There have been issues with the appointment of judges, with some saying the processes should be advertised rather than being shrouded in secrecy. What can be done about this?

The Constitution has given too much power and influence to the Executive arm in the appointment of Judges. This needs to be looked into through the lens of an amendment focused solely on insulating the judiciary from the crushing weight of the Executive.  I  think the National Judicial Council should be more involved than merely making recommendations to the Executive, especially considering the fact that the recommendations are based on the advice and list of persons received from other Executive bodies under the control and direction of the appointing authority. Given the composition of the NJC, it is my humble opinion that the Council should be the appointing authority subject to confirmation by the Senate in the case of Chief Justice of Nigeria (CJN), Justices of the Supreme Court (JSC), President of the Court of Appeal (PCA), Chief Judge of the Federal High Court, Chief Judge of the High Court of the FCT, Grand Khadi of the Sharia Court of Appeal for the FCT and President of the Customary Court of Appeal for the FCT.  At the state level, the Council should also be the appointing authority subject to confirmation of the House of Assembly only in respect of the Chief Judge, the Grand Khadi of the Sharia Court of Appeal of the State and the President of the Customary Court of Appeal of the State.  The role of the executive should be limited to the relevant executive body i.e. Federal Judicial Service Commission and the State Judicial Service Commission – advising and submitting list of persons to be appointed as Judges to the NJC.

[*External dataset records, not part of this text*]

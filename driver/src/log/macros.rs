//! `pr_*` 日志宏
//!
//! ```rust
//! use sink_net::{pr_err, pr_info};
//!
//! pr_info!("SinkNet device initialized");
//! pr_err!("Invalid IOCTL cmd: {}", 0x89f2);
//! ```
//!
//! 级别未开启时不会对格式参数求值。

/// 以指定级别记录一条日志，目标为调用处的模块路径
#[macro_export]
macro_rules! printk {
    ($level:expr, $($arg:tt)+) => {{
        let level = $level;
        if $crate::log::enabled(level) {
            $crate::log::printk(level, module_path!(), format_args!($($arg)+));
        }
    }};
}

/// `KERN_EMERG`：系统不可用
#[macro_export]
macro_rules! pr_emerg {
    ($($arg:tt)+) => { $crate::printk!($crate::log::LogLevel::Emergency, $($arg)+) };
}

/// `KERN_ALERT`
#[macro_export]
macro_rules! pr_alert {
    ($($arg:tt)+) => { $crate::printk!($crate::log::LogLevel::Alert, $($arg)+) };
}

/// `KERN_CRIT`
#[macro_export]
macro_rules! pr_crit {
    ($($arg:tt)+) => { $crate::printk!($crate::log::LogLevel::Critical, $($arg)+) };
}

/// ```rust
/// # use sink_net::pr_err;
/// pr_err!("Failed to register sink net device. return code: {}", -17);
/// ```
#[macro_export]
macro_rules! pr_err {
    ($($arg:tt)+) => { $crate::printk!($crate::log::LogLevel::Error, $($arg)+) };
}

/// `KERN_WARNING`
#[macro_export]
macro_rules! pr_warn {
    ($($arg:tt)+) => { $crate::printk!($crate::log::LogLevel::Warning, $($arg)+) };
}

/// `KERN_NOTICE`
#[macro_export]
macro_rules! pr_notice {
    ($($arg:tt)+) => { $crate::printk!($crate::log::LogLevel::Notice, $($arg)+) };
}

/// `KERN_INFO`
#[macro_export]
macro_rules! pr_info {
    ($($arg:tt)+) => { $crate::printk!($crate::log::LogLevel::Info, $($arg)+) };
}

/// `KERN_DEBUG`
#[macro_export]
macro_rules! pr_debug {
    ($($arg:tt)+) => { $crate::printk!($crate::log::LogLevel::Debug, $($arg)+) };
}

What are your thoughts on the new Correctional Service Act?

The Correctional Service Act 2019 contains a lot of progressive innovations designed to redress the poor living conditions and improve the well-being – both physically and mentally of inmates. The provisions of the Act changed the citizens’ perception of prison as a centre of retribution and breeding ground for hardened criminals to one now perceived as focused on reformation, rehabilitation and reintegration of those who indulge in criminal infractions.  The Act provides for medical, psychological and spiritual counseling for inmates.  It also provides for the deployment of educational and vocational skill training programme.  There are a whole lot of provisions of the Act that are designed to radically change the public perception of the prison system in Nigeria and if well implemented, at the end of an inmate’s term, the inmate should rejoin the society a better person.  I think it is too early to make a judgment on whether the Act has achieved the objectives for which the law was enacted.

Why do you say so?

As you are aware, the COVID-19 pandemic berthed in Nigeria in March and since then things have not been the same.  The pandemic affected every aspect of life.  The correctional centres were particularly of high risk of infection and spread of the virus.  To prevent the spread of the disease within the facilities, the CJN sometimes in May this year directed the Chief Judge to decongest the correctional facilities within their jurisdiction by releasing certain categories of inmates.  That directive led to the release of thousands of inmates from correctional centres.  From available records, the population of inmates across all the correctional facilities in the country is about 73,995 out of which 50,427 are awaiting trial inmates and 23,568 convicted.  This is according to a report by the then Nigeria Prison Service published sometime in July 2019.  Of this figure, 1489 are female while 72,504 are male.  In the coming years, we shall begin to see the impact of the Act.